■ Exercise aim: Write the records out again in full, word for word.

Stored data entries:
────────
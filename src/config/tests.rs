use std::str::FromStr;

use super::config::{ParserConfig, SqlMode};
use crate::lexer::charset::Charset;

#[test]
fn test_default_config() {
    let config = ParserConfig::default();
    assert_eq!(config.charset, Charset::Utf8mb4);
    assert_eq!(config.sql_mode, SqlMode::default());
    assert_eq!(config.max_depth, 256);
}

#[test]
fn test_sql_mode_from_str() {
    let mode = SqlMode::from_str("ansi_quotes, PIPES_AS_CONCAT").unwrap();
    assert!(mode.ansi_quotes);
    assert!(mode.pipes_as_concat);
    assert!(!mode.ignore_space);
}

#[test]
fn test_sql_mode_ansi_combination() {
    let mode = SqlMode::from_str("ANSI").unwrap();
    assert_eq!(mode, SqlMode::ansi());
    assert_eq!(mode.to_string(), "ANSI_QUOTES,PIPES_AS_CONCAT,IGNORE_SPACE");
}

#[test]
fn test_sql_mode_ignores_non_syntactic_names() {
    let mode = SqlMode::from_str("STRICT_TRANS_TABLES,ONLY_FULL_GROUP_BY").unwrap();
    assert_eq!(mode, SqlMode::default());
}

#[test]
fn test_sql_mode_rejects_unknown_name() {
    let error = SqlMode::from_str("ANSI_QUOTES,NOT_A_MODE").unwrap_err();
    assert_eq!(error.get_error_name(), "InvalidSqlMode");
}

#[test]
fn test_config_from_json() {
    let config = ParserConfig::from_json(
        r#"{"charset": "latin1", "sql_mode": {"ansi_quotes": true}}"#,
    )
    .unwrap();
    assert_eq!(config.charset, Charset::Latin1);
    assert!(config.sql_mode.ansi_quotes);
    assert_eq!(config.max_depth, 256);
}

#[test]
fn test_config_from_json_rejects_unknown_charset() {
    let error = ParserConfig::from_json(r#"{"charset": "klingon"}"#).unwrap_err();
    assert_eq!(error.get_error_name(), "InvalidConfig");
}

#[test]
fn test_config_json_round_trip() {
    let config = ParserConfig::default().with_charset(Charset::Ascii);
    let json = serde_json::to_string(&config).unwrap();
    assert_eq!(ParserConfig::from_json(&json).unwrap(), config);
}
────────
■ Task solution:
filename src/config/tests.rs
use std::str::FromStr;

use super::config::{ParserConfig, SqlMode};
use crate::lexer::charset::Charset;

#[test]
fn test_default_config() {
    let config = ParserConfig::default();
    assert_eq!(config.charset, Charset::Utf8mb4);
    assert_eq!(config.sql_mode, SqlMode::default());
    assert_eq!(config.max_depth, 256);
}

#[test]
fn test_sql_mode_from_str() {
    let mode = SqlMode::from_str("ansi_quotes, PIPES_AS_CONCAT").unwrap();
    assert!(mode.ansi_quotes);
    assert!(mode.pipes_as_concat);
    assert!(!mode.ignore_space);
}

#[test]
fn test_sql_mode_ansi_combination() {
    let mode = SqlMode::from_str("ANSI").unwrap();
    assert_eq!(mode, SqlMode::ansi());
    assert_eq!(mode.to_string(), "ANSI_QUOTES,PIPES_AS_CONCAT,IGNORE_SPACE");
}

#[test]
fn test_sql_mode_ignores_non_syntactic_names() {
    let mode = SqlMode::from_str("STRICT_TRANS_TABLES,ONLY_FULL_GROUP_BY").unwrap();
    assert_eq!(mode, SqlMode::default());
}

#[test]
fn test_sql_mode_rejects_unknown_name() {
    let error = SqlMode::from_str("ANSI_QUOTES,NOT_A_MODE").unwrap_err();
    assert_eq!(error.get_error_name(), "InvalidSqlMode");
}

#[test]
fn test_config_from_json() {
    let config = ParserConfig::from_json(
        r#"{"charset": "latin1", "sql_mode": {"ansi_quotes": true}}"#,
    )
    .unwrap();
    assert_eq!(config.charset, Charset::Latin1);
    assert!(config.sql_mode.ansi_quotes);
    assert_eq!(config.max_depth, 256);
}

#[test]
fn test_config_from_json_rejects_unknown_charset() {
    let error = ParserConfig::from_json(r#"{"charset": "klingon"}"#).unwrap_err();
    assert_eq!(error.get_error_name(), "InvalidConfig");
}

#[test]
fn test_config_json_round_trip() {
    let config = ParserConfig::default().with_charset(Charset::Ascii);
    let json = serde_json::to_string(&config).unwrap();
    assert_eq!(ParserConfig::from_json(&json).unwrap(), config);
}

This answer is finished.